Seeking a creative city? Think Kabul, Afghanistan.

When I read the description of London, Ontario, in my local paper, I was appalled. According to The London Free Press my city is dull and boring. Just the descriptive words one wants associated with one's city. These are not the descriptive words to post on the Internet for the world to find on googling London, Ontario. Nice work, Free Press.

I decided to do some googling to discover what the world finds when they google boring cities and stuff like that. Surprise, my search didn't lead to London, Ontario. But it did lead to:

  • Waterloo, ON — "This city is boring, has awful weather and worse food."
  • Orange County, CA (San Francisco, Long Beach) — "Depressingly boring"
  • New York, NY — "Overrated, boring place, just left of rural Alabama"
  • Catalina, CA — "No points of interest . . . you can walk it all in under 20 minutes"
  • Miami, FL — "Another lifeless boring place"
  • Albany, NY — "The most boring place in the world"
  • Phoenix, AZ — "The most boring large city in America"
  • Hamilton, ON — "If you thought Mississauga was boring, this place is worse — "

Gosh, what a surprise. I found folk bad mouthing Hamilton. Who would have thought? The father of The London Free Press reporter Randy Richmond fled to Hamilton when he could not take another boring day in London according to Randy Richmond, the reporter who wrote the London is boring story.

Heck, if some folk find Hamilton boring, why go on with this search? Clearly, the number of places that have been called dull and boring must be just about infinite.

Still, if boring puts London, Ontario, in the company of places like New York and San Francisco, what company do we keep if we become a Creative City as The London Free Press suggested in another story? Answer: Try Kabul!

Yes, that's right. A few years ago Newsweek featured eight creative cities in a piece looking at The World's New Culture Meccas. Kabul, Afghanistan, made the cut along with Tijuana, Newcastle/Gateshead, Marseilles, Cape Town, Zhongguancun, Antwerp and Austin. The BBC agree that these eight cities are "the world's new culture meccas."

So, if you don't like boredom, don't move to Hamilton like Randy Richmond's dad, move to Kabul. No boredom. Guaranteed.
___________________________________________

This weekend, end of May, 2016, the paper ran another hatchet job on London. This one was penned by Larry Cornies: Safe, average London: Canada's wallflower.

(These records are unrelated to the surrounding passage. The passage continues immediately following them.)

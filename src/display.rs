use std::io;
use tui::backend::CrosstermBackend;
use tui::layout::Rect;
use tui::style::{Color, Style};
use tui::text::{Span, Spans};
use tui::widgets::{Block, Borders, Paragraph};
use tui::Terminal;

/// Display is used by the host loop to show the guest framebuffer. It should
/// abstract the implementation details, so a variety of kinds of screen would
/// work.
pub trait Display {
    /// draw data based on internal resolution of display
    fn draw(&mut self, data: &[u8]) -> Result<(), io::Error>;

    /// how big the display data should be
    fn get_display_size_bytes(&mut self) -> usize;
}

/// two pixel rows per terminal cell: fg paints the top half, bg the bottom
const HALF_BLOCK: &str = "▀";

// width, height, bytes per pixel
struct Resolution(usize, usize, usize);

impl Resolution {
    fn pixel_count(&self) -> usize {
        self.0 * self.1
    }

    fn byte_count(&self) -> usize {
        self.pixel_count() * self.2
    }

    /// packed R,G,B at (x, y)
    fn pixel(&self, data: &[u8], x: usize, y: usize) -> Color {
        let i = (y * self.0 + x) * self.2;
        Color::Rgb(data[i], data[i + 1], data[i + 2])
    }

    /// terminal lines needed; an odd last row gets a black lower half
    fn cell_rows(&self) -> usize {
        (self.1 + 1) / 2
    }

    fn lines_from_data(&self, data: &[u8]) -> Vec<Spans<'static>> {
        (0..self.cell_rows())
            .map(|row| {
                let top = row * 2;
                let bottom = top + 1;
                Spans::from(
                    (0..self.0)
                        .map(|x| {
                            let fg = self.pixel(data, x, top);
                            let bg = if bottom < self.1 {
                                self.pixel(data, x, bottom)
                            } else {
                                Color::Black
                            };
                            Span::styled(HALF_BLOCK, Style::default().fg(fg).bg(bg))
                        })
                        .collect::<Vec<_>>(),
                )
            })
            .collect()
    }
}

/// 24-bit colour display in a terminal, rendered using TUI and crossterm
pub struct ColourTermDisplay {
    terminal: Terminal<CrosstermBackend<io::Stdout>>,
    resolution: Resolution,
}

impl ColourTermDisplay {
    pub fn new(x: usize, y: usize) -> Result<ColourTermDisplay, io::Error> {
        let backend = CrosstermBackend::new(io::stdout());
        let mut terminal = Terminal::new(backend)?;
        terminal.clear()?;
        Ok(ColourTermDisplay {
            terminal,
            resolution: Resolution(x, y, 3),
        })
    }
}

impl Display for ColourTermDisplay {
    fn draw(&mut self, data: &[u8]) -> Result<(), io::Error> {
        // make sure we're given exactly the right amount of data to draw
        assert_eq!(
            data.len(),
            self.resolution.byte_count(),
            "ColourTermDisplay must have correct-sized data to draw"
        );

        let lines = self.resolution.lines_from_data(data);
        let size = Rect::new(
            0,
            0,
            2 + self.resolution.0 as u16,
            2 + self.resolution.cell_rows() as u16,
        );
        self.terminal.draw(|f| {
            let screen = Paragraph::new(lines).block(
                Block::default()
                    .title("INS8070")
                    .borders(Borders::ALL)
                    .style(Style::default().bg(Color::Black)),
            );
            f.render_widget(screen, size);
        })?;
        Ok(())
    }

    /// how big the display data should be
    fn get_display_size_bytes(&mut self) -> usize {
        self.resolution.byte_count()
    }
}

/// useful for testing non-display routines, and for headless runs
pub struct DummyDisplay {
    frames: usize,
}

impl DummyDisplay {
    pub fn new() -> DummyDisplay {
        DummyDisplay { frames: 0 }
    }

    /// frames drawn so far
    pub fn frames(&self) -> usize {
        self.frames
    }
}

impl Default for DummyDisplay {
    fn default() -> Self {
        Self::new()
    }
}

impl Display for DummyDisplay {
    fn draw(&mut self, _data: &[u8]) -> Result<(), io::Error> {
        self.frames += 1;
        Ok(())
    }

    fn get_display_size_bytes(&mut self) -> usize {
        crate::memory::FRAMEBUFFER_BYTES
    }
}
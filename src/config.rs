use std::path::PathBuf;

use clap::Parser;

use crate::interpreter::FRAMES_PER_SECOND;

/// disk image looked for in $HOME when --disk isn't given
pub const DEFAULT_DISK_IMAGE: &str = "fatmovie.dmg";

#[derive(Parser, Debug, Clone)]
#[command(name = "emu8070")]
#[command(about = "INS8070 emulator with a terminal framebuffer", long_about = None)]
pub struct Config {
    /// Raw program image, loaded at 0x0000
    pub program: PathBuf,

    /// Guest clock in MHz (budget units per frame scale with this)
    #[arg(short, long, default_value_t = 1000)]
    pub clock: u32,

    /// Queue guest audio samples instead of discarding them
    #[arg(short, long)]
    pub sound: bool,

    /// Disk image served on the LBA ports [default: $HOME/fatmovie.dmg]
    #[arg(long)]
    pub disk: Option<PathBuf>,

    /// No terminal display; the console uses stdin/stdout
    #[arg(long)]
    pub headless: bool,

    /// Keep the last N executed instructions and dump them on exit
    #[arg(long, value_name = "N")]
    pub trace: Option<usize>,

    /// Where the trace is written
    #[arg(long, default_value = "trace.txt")]
    pub trace_file: PathBuf,

    /// Stop tracing once the buffer fills instead of wrapping
    #[arg(long, requires = "trace")]
    pub single_pass: bool,
}

impl Config {
    /// host budget units per 1/60 s frame
    pub fn frame_budget(&self) -> i64 {
        1_000_000 / i64::from(FRAMES_PER_SECOND) * i64::from(self.clock)
    }

    /// --disk, or the default image under $HOME if there is one
    pub fn disk_path(&self) -> Option<PathBuf> {
        self.disk.clone().or_else(|| {
            std::env::var_os("HOME").map(|home| PathBuf::from(home).join(DEFAULT_DISK_IMAGE))
        })
    }
}

#[cfg(test)]
mod tests {
    use super::*;

    #[test]
    fn test_defaults() {
        let c = Config::parse_from(["emu8070", "a.out"]);
        assert_eq!(c.program, PathBuf::from("a.out"));
        assert_eq!(c.clock, 1000);
        assert!(!c.sound);
        assert!(!c.headless);
        assert_eq!(c.trace, None);
        assert_eq!(c.trace_file, PathBuf::from("trace.txt"));
    }

    #[test]
    fn test_frame_budget() {
        let c = Config::parse_from(["emu8070", "-c", "2", "a.out"]);
        assert_eq!(c.frame_budget(), 16_666 * 2);
        let c = Config::parse_from(["emu8070", "a.out"]);
        assert_eq!(c.frame_budget(), 16_666_000);
    }

    #[test]
    fn test_explicit_disk_wins() {
        let c = Config::parse_from(["emu8070", "--disk", "/tmp/x.img", "a.out"]);
        assert_eq!(c.disk_path(), Some(PathBuf::from("/tmp/x.img")));
    }

    #[test]
    fn test_trace_flags() {
        let c = Config::parse_from([
            "emu8070",
            "--trace",
            "100",
            "--single-pass",
            "--trace-file",
            "t.log",
            "a.out",
        ]);
        assert_eq!(c.trace, Some(100));
        assert!(c.single_pass);
        assert_eq!(c.trace_file, PathBuf::from("t.log"));
    }

    #[test]
    fn test_single_pass_needs_trace() {
        assert!(Config::try_parse_from(["emu8070", "--single-pass", "a.out"]).is_err());
    }

    #[test]
    fn test_program_required() {
        assert!(Config::try_parse_from(["emu8070"]).is_err());
    }
}
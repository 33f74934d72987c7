//! # processor state
//!
//! INS8070 programmer's model:
//!  P0  program counter; names the next byte to be fetched
//!  P1  stack pointer, by software convention only (push/pop/call/ret use it)
//!  P2  pointer, also auto-indexed with mode 6
//!  P3  pointer, also auto-indexed with mode 7
//!  EA  accumulator (A, low byte) and extension (E, high byte)
//!  T   temporary; multiply/divide operand
//!  S   status: bit 0 interrupt enable, bit 6 overflow, bit 7 carry. the
//!      other bits mean nothing to us but are kept as written

/// interrupt enable
pub const MIE: u8 = 0x01;
/// overflow
pub const MOV: u8 = 0x40;
/// carry / no-borrow
pub const MCY: u8 = 0x80;

/// status after reset
pub const RESET_STATUS: u8 = 0x30;

pub const PC: usize = 0;
pub const SP: usize = 1;

#[derive(Debug, Clone, PartialEq, Eq)]
pub struct ProcessorState {
    pub p: [u16; 4],
    pub ea: u16,
    pub t: u16,
    pub s: u8,
    /// interrupt request pending
    pub irq: bool,
    pub halted: bool,
}

impl ProcessorState {
    pub fn new() -> Self {
        ProcessorState {
            p: [0; 4],
            ea: 0,
            t: 0,
            s: RESET_STATUS,
            irq: false,
            halted: false,
        }
    }

    /// T survives a reset
    pub fn reset(&mut self) {
        self.ea = 0;
        self.s = RESET_STATUS;
        self.p = [0; 4];
        self.irq = false;
        self.halted = false;
    }

    #[inline]
    pub fn a(&self) -> u8 {
        self.ea as u8
    }

    #[inline]
    pub fn e(&self) -> u8 {
        (self.ea >> 8) as u8
    }

    /// replace A, keeping E
    #[inline]
    pub fn set_a(&mut self, v: u8) {
        self.ea = (self.ea & 0xff00) | u16::from(v);
    }

    #[inline]
    pub fn flag(&self, mask: u8) -> bool {
        self.s & mask != 0
    }

    #[inline]
    pub fn set_flag(&mut self, mask: u8, on: bool) {
        if on {
            self.s |= mask;
        } else {
            self.s &= !mask;
        }
    }

    #[inline]
    pub fn pc(&self) -> u16 {
        self.p[PC]
    }

    #[inline]
    pub fn sp(&self) -> u16 {
        self.p[SP]
    }
}

impl Default for ProcessorState {
    fn default() -> Self {
        Self::new()
    }
}

#[cfg(test)]
mod tests {
    use super::*;

    #[test]
    fn test_reset_defaults() {
        let mut s = ProcessorState::new();
        s.p = [1, 2, 3, 4];
        s.ea = 0x1234;
        s.t = 0x5678;
        s.s = 0xff;
        s.irq = true;
        s.halted = true;
        s.reset();
        assert_eq!(s.p, [0; 4]);
        assert_eq!(s.ea, 0);
        assert_eq!(s.s, 0x30);
        assert!(!s.irq);
        assert!(!s.halted);
        assert_eq!(s.t, 0x5678);
    }

    #[test]
    fn test_set_a_keeps_e() {
        let mut s = ProcessorState::new();
        s.ea = 0xabcd;
        s.set_a(0x12);
        assert_eq!(s.ea, 0xab12);
        assert_eq!(s.a(), 0x12);
        assert_eq!(s.e(), 0xab);
    }

    #[test]
    fn test_flags_leave_reserved_bits() {
        let mut s = ProcessorState::new();
        s.set_flag(MCY, true);
        s.set_flag(MIE, true);
        assert_eq!(s.s, 0xb1);
        s.set_flag(MCY, false);
        assert_eq!(s.s, 0x31);
        assert!(s.flag(MIE));
        assert!(!s.flag(MOV));
    }
}
use std::collections::VecDeque;

/// queue depth at which the guest is told to back off
pub const QUEUE_FULL_SAMPLES: usize = 2048;

/// guest sample rate
pub const SAMPLE_RATE: usize = 32_000;

/// Audio sink behind ports 0xfe02 (fill level) and 0xfe04/0xfe05 (sample).
pub trait Sound {
    /// back-pressure: enough samples are waiting
    fn is_full(&mut self) -> bool;

    /// queue one signed 16-bit sample
    fn put_sample(&mut self, sample: i16);

    /// host frame boundary; a device model can consume samples here
    fn end_frame(&mut self) {}
}

/// Sample FIFO standing in for the audio device. Each frame the "device"
/// takes `per_frame` samples off the front.
pub struct SampleQueue {
    samples: VecDeque<i16>,
    per_frame: usize,
}

impl SampleQueue {
    pub fn new(frames_per_second: usize) -> Self {
        SampleQueue {
            samples: VecDeque::with_capacity(QUEUE_FULL_SAMPLES * 2),
            per_frame: SAMPLE_RATE / frames_per_second.max(1),
        }
    }

    pub fn len(&self) -> usize {
        self.samples.len()
    }

    pub fn is_empty(&self) -> bool {
        self.samples.is_empty()
    }

    /// take up to `n` samples, padding with silence on underrun
    pub fn take(&mut self, n: usize) -> Vec<i16> {
        let have = n.min(self.samples.len());
        let mut out: Vec<i16> = self.samples.drain(..have).collect();
        if have < n {
            log::debug!("mute: {} samples", n - have);
            out.resize(n, 0);
        }
        out
    }
}

impl Sound for SampleQueue {
    fn is_full(&mut self) -> bool {
        self.samples.len() >= QUEUE_FULL_SAMPLES
    }

    fn put_sample(&mut self, sample: i16) {
        self.samples.push_back(sample);
    }

    fn end_frame(&mut self) {
        let n = self.per_frame;
        self.take(n);
    }
}

/// drops everything and never pushes back
pub struct Mute {}

impl Mute {
    pub fn new() -> Self {
        Mute {}
    }
}

impl Default for Mute {
    fn default() -> Self {
        Self::new()
    }
}

impl Sound for Mute {
    fn is_full(&mut self) -> bool {
        false
    }

    fn put_sample(&mut self, _sample: i16) {}
}
use crossterm::event::{poll, read, Event, KeyCode, KeyEvent, KeyModifiers};
use crate::console::KeyQueue;
use crossterm::terminal;
use std::io;
use std::time::Duration;

/// cursor keys as the guest expects them
const KEY_RIGHT: u8 = 28;
const KEY_LEFT: u8 = 29;
const KEY_UP: u8 = 30;
const KEY_DOWN: u8 = 31;

/// terminals only report presses, so a key counts as held for this many
/// frames after its last (auto-repeated) press
const KEY_HOLD_FRAMES: u32 = 6;

/// reads keypresses
pub trait Input {
    /// key currently held, as read by the guest at 0xfe01; 0 for none
    fn key_code(&mut self) -> u8;

    /// pick up whatever the host has for us; called once a frame
    fn poll(&mut self) -> Result<(), io::Error> {
        Ok(())
    }

    /// the user asked to leave the emulator
    fn quit_requested(&self) -> bool {
        false
    }
}

/// map a terminal key to the guest's key code
pub fn map_key(code: KeyCode) -> Option<u8> {
    match code {
        KeyCode::Right => Some(KEY_RIGHT),
        KeyCode::Left => Some(KEY_LEFT),
        KeyCode::Up => Some(KEY_UP),
        KeyCode::Down => Some(KEY_DOWN),
        KeyCode::Enter => Some(b'\r'),
        KeyCode::Backspace => Some(0x08),
        KeyCode::Tab => Some(b'\t'),
        KeyCode::Char(c) if c.is_ascii() => Some(c as u8),
        _ => None,
    }
}

/// keyboard in a raw-mode terminal, via crossterm
pub struct StdinInput {
    code: u8,
    hold: u32,
    quit: bool,
    /// every mapped press is also queued here for the console
    typed: Option<KeyQueue>,
}

impl StdinInput {
    pub fn new() -> Result<Self, io::Error> {
        terminal::enable_raw_mode()?;
        Ok(StdinInput::detached())
    }

    fn detached() -> Self {
        StdinInput {
            code: 0,
            hold: 0,
            quit: false,
            typed: None,
        }
    }

    /// share presses with a console's getc
    pub fn with_key_queue(mut self, keys: KeyQueue) -> Self {
        self.typed = Some(keys);
        self
    }

    fn press(&mut self, evt: KeyEvent) {
        match evt.code {
            KeyCode::Esc => self.quit = true,
            KeyCode::Char('c') if evt.modifiers.contains(KeyModifiers::CONTROL) => {
                self.quit = true
            }
            code => match map_key(code) {
                Some(mapped_key) => {
                    self.code = mapped_key;
                    self.hold = KEY_HOLD_FRAMES;
                    if let Some(keys) = &self.typed {
                        keys.borrow_mut().push_back(mapped_key);
                    }
                }
                None => {
                    log::warn!("can't map {:?} to a guest key", code);
                }
            },
        }
    }
}

impl Drop for StdinInput {
    fn drop(&mut self) {
        if let Err(e) = terminal::disable_raw_mode() {
            log::warn!("failed to leave raw mode: {}", e);
        }
    }
}

impl Input for StdinInput {
    fn key_code(&mut self) -> u8 {
        self.code
    }

    fn poll(&mut self) -> Result<(), io::Error> {
        let mut pressed = false;
        while poll(Duration::from_millis(0))? {
            if let Event::Key(evt) = read()? {
                self.press(evt);
                pressed = true;
            }
        }
        if !pressed {
            self.hold = self.hold.saturating_sub(1);
            if self.hold == 0 {
                self.code = 0;
            }
        }
        Ok(())
    }

    fn quit_requested(&self) -> bool {
        self.quit
    }
}

/// dummy Input implementation for testing and headless runs
pub struct DummyInput {
    code: u8,
}

impl DummyInput {
    pub fn new(code: u8) -> Self {
        DummyInput { code }
    }

    pub fn press(&mut self, code: u8) {
        self.code = code;
    }
}

impl Input for DummyInput {
    fn key_code(&mut self) -> u8 {
        self.code
    }
}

This afternoon I took my six-year-old granddaughter to see the Cirque du Soleil show Toruk: The First Flight at Budweiser Gardens in downtown London. During intermission I had a short chat with a lady taking the seventh inning stretch. I asked her if she had read the Larry Cornies' piece on the city in The London Free Press. He called the city Canada's wallflower, I told her. "Oh," she said and shook her head to indicate "No." She explained, "I don't take the paper. I find it dull and boring."

Tuesday, May 17, 2011

Suburbs are a state of mind.

American suburban life has influenced the Canadian perception of suburbia.
Randy Richmond, The London Free Press reporter out to discover London Ontario's soul, has a blog called Urban sub. Striving for interaction with his London followers, Richmond has a page encouraging readers to: Ask me anything. I took him up on his request and asked the following:

"How do you define a suburb? I think of suburbs as distant places, involving long commutes to work. If I walk does that mean I do not live in the suburbs? I have walked from The Free Press to my London home; I often biked to the paper in 15 minutes. You live in the city, Randy. You live in a newer neighbourhood but little different from many older ones. I think you live in London, not a suburb of London."

Randy replied quickly and in some detail:

"Hey, thanks for the question.

I think suburbs are defined by their nature, not their distance from the city core. (My drive in rush hour is about 20 minutes. * People in Byron have about a 30 minute drive. That is getting to commuter status.)
Suburbs are traditionally laid out in a non-grid road pattern, with dead ends and crescents, with wider lots, garages for each home. In general, they don’t have a shopping core such as a downtown or Wortley Village has. There’s a sense in a suburb, right or wrong, of having streets with less traffic, wider lawns, more space, more community parks, shopping centres, bigger but a bit blander of everything.

Having said all that, in London, a lot of suburbs do have some qualities of village neighbourhoods and even the downtown.  You are right about that.

As well, not all the suburbs in London are the same. Westmount was built with the idea of having services close by to everyone. Oakridge seems a little more like the suburbs of the 1960s, where everyone had to drive. Some of the newer ones seem a little like that as well.

In some ways, I guess, suburbs is a state of mind."

First, you have to admit that Randy gave a good answer to my question. When he says, "In some ways, I guess, suburbs is a state of mind," he may be onto something. He is certainly onto something when it comes to London.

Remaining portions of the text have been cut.